- Police in Ukraine stumbled across a massive FIFA bot farm after raiding a warehouse filled with PS4s
- Authorities initially believed they’d found a cryptocurrency mining operation before discovering the 3,800 consoles were devoted to racking up FIFA Ultimate Team cards to sell on the secondary market
- Read more video game news here
In recent years, EA has managed to become one of the most widely reviled companies on the planet by going out of its way to ignore the feedback of consumers and dreaming up new and innovative ways to piss off video game fans.

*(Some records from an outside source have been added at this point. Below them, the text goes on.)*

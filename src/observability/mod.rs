//! Logging setup and span helpers

pub mod logging;

pub use logging::{init_default_logging, init_logging, parse_level, LogFormat};
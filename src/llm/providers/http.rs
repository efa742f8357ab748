//! Retry and status mapping shared by the HTTP model backends

use crate::llm::client::ModelClientError;
use reqwest::StatusCode;
use std::future::Future;
use std::time::Duration;
use tracing::{debug, error, warn};

/// Delays between attempts; the first attempt is immediate
pub(crate) const BACKOFF_DELAYS_MS: [u64; 3] = [100, 200, 300];

/// Map a non-success status to the error taxonomy
///
/// Only 5xx becomes [`ModelClientError::ServerError`], so the retry decision
/// never depends on what the body says.
pub(crate) fn map_status_error(api: &str, status: StatusCode, body: String) -> ModelClientError {
    match status {
        StatusCode::UNAUTHORIZED | StatusCode::FORBIDDEN => {
            ModelClientError::AuthenticationFailed(format!("{status} - {body}"))
        }
        StatusCode::TOO_MANY_REQUESTS => {
            ModelClientError::RateLimitExceeded(format!("{status} - {body}"))
        }
        s if s.is_server_error() => ModelClientError::ServerError {
            status: s.as_u16(),
            message: format!("{api} API error: {status} - {body}"),
        },
        _ => ModelClientError::ApiError(format!("{api} API error: {status} - {body}")),
    }
}

/// Run `attempt` until it succeeds, fails with a non-retryable error, or the
/// backoff schedule is exhausted
pub(crate) async fn with_retry<T, F, Fut>(mut attempt: F) -> Result<T, ModelClientError>
where
    F: FnMut() -> Fut,
    Fut: Future<Output = Result<T, ModelClientError>>,
{
    let mut last_error = None;
    for attempt_number in 0..=BACKOFF_DELAYS_MS.len() {
        if attempt_number > 0 {
            let delay_ms = BACKOFF_DELAYS_MS[attempt_number - 1];
            debug!("Model retry attempt {} after {}ms delay", attempt_number, delay_ms);
            tokio::time::sleep(Duration::from_millis(delay_ms)).await;
        }

        match attempt().await {
            Ok(value) => {
                if attempt_number > 0 {
                    debug!("Model request succeeded after {} retries", attempt_number);
                }
                return Ok(value);
            }
            Err(e) => {
                warn!("Model request attempt {} failed: {}", attempt_number + 1, e);
                if !e.is_retryable() {
                    error!("Non-retryable model error, aborting: {}", e);
                    return Err(e);
                }
                last_error = Some(e);
            }
        }
    }

    error!("Model request failed after all retries");
    Err(last_error.unwrap_or_else(|| {
        ModelClientError::NetworkError("All retry attempts failed".to_string())
    }))
}

#[cfg(test)]
mod tests {
    use super::*;
    use std::sync::atomic::{AtomicUsize, Ordering};

    #[test]
    fn test_status_error_mapping() {
        assert!(matches!(
            map_status_error("OpenAI", StatusCode::UNAUTHORIZED, String::new()),
            ModelClientError::AuthenticationFailed(_)
        ));
        assert!(matches!(
            map_status_error("OpenAI", StatusCode::TOO_MANY_REQUESTS, String::new()),
            ModelClientError::RateLimitExceeded(_)
        ));
        assert!(matches!(
            map_status_error("Anthropic", StatusCode::BAD_GATEWAY, String::new()),
            ModelClientError::ServerError { status: 502, .. }
        ));
    }

    #[test]
    fn test_client_error_body_does_not_make_it_retryable() {
        let error = map_status_error(
            "OpenAI",
            StatusCode::BAD_REQUEST,
            "upstream server error: bad model name".to_string(),
        );
        assert!(matches!(error, ModelClientError::ApiError(_)));
        assert!(!error.is_retryable());
    }

    #[tokio::test]
    async fn test_retries_until_success() {
        let calls = AtomicUsize::new(0);
        let result = with_retry(|| {
            let call = calls.fetch_add(1, Ordering::SeqCst);
            async move {
                if call < 2 {
                    Err(ModelClientError::NetworkError("reset".into()))
                } else {
                    Ok(call)
                }
            }
        })
        .await;

        assert_eq!(result.unwrap(), 2);
        assert_eq!(calls.load(Ordering::SeqCst), 3);
    }

    #[tokio::test]
    async fn test_non_retryable_error_stops_immediately() {
        let calls = AtomicUsize::new(0);
        let result: Result<(), _> = with_retry(|| {
            calls.fetch_add(1, Ordering::SeqCst);
            async { Err(ModelClientError::ApiError("bad request".into())) }
        })
        .await;

        assert!(matches!(result, Err(ModelClientError::ApiError(_))));
        assert_eq!(calls.load(Ordering::SeqCst), 1);
    }

    #[tokio::test]
    async fn test_gives_up_after_schedule() {
        let calls = AtomicUsize::new(0);
        let result: Result<(), _> = with_retry(|| {
            calls.fetch_add(1, Ordering::SeqCst);
            async {
                Err(ModelClientError::ServerError {
                    status: 503,
                    message: "unavailable".into(),
                })
            }
        })
        .await;

        assert!(matches!(result, Err(ModelClientError::ServerError { status: 503, .. })));
        assert_eq!(calls.load(Ordering::SeqCst), BACKOFF_DELAYS_MS.len() + 1);
    }
}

This is especially true when it comes to the sports titles it pumps out on an annual basis. The internet is filled with pleas from fans issuing humble suggestions like “put an iota of effort into Franchise Mode” and “remove the countless glitches that make me want to throw my controller through my television,” which EA traditionally responds to by essentially saying “How about more microtransactions instead?”
It’s not too hard to understand why the corporation could not care less about addressing the quality issues it’s plagued by, as it knows millions of masochistic fans will buy the newest installment of Madden and FIFA every single year no matter what. It’s also hard to blame them for going all-in on things like FIFA Ultimate Team, which generated almost $1.5 billion in sales in 2020 on top of the price of admission.
However, it would appear that aspect of the game was just as lucrative for the Ukrainian crew that filled a warehouse with 3,800 PS4 consoles before attracting the attention of the law enforcement agency that raided it last week.
PS4 bot farm for #FIFA in the Ukraine. @SonyPlay5tation pic.twitter.com/yR8t0psvR7
— Battlefield Knights (@SupportBK) July 18, 2021
According to Kotaku, officials initially believed they’d stumbled across a massive cryptocurrency operation. However, after further examination, they discovered the PS4s were actually running copies of FIFA 21 operated by bots that were being used to farm Ultimate Team cards that could be sold on the grey market.
It doesn’t appear the operation technically violated any laws, as there’s nothing inherently illegal about selling PlayStation accounts. With that said, it is a violation of Sony’s term of service, but it’s unclear if they’ll face any retroactive punishment or be forced to forfeit any of the sizeable amount of funds they presumably racked up before having their spot blown up.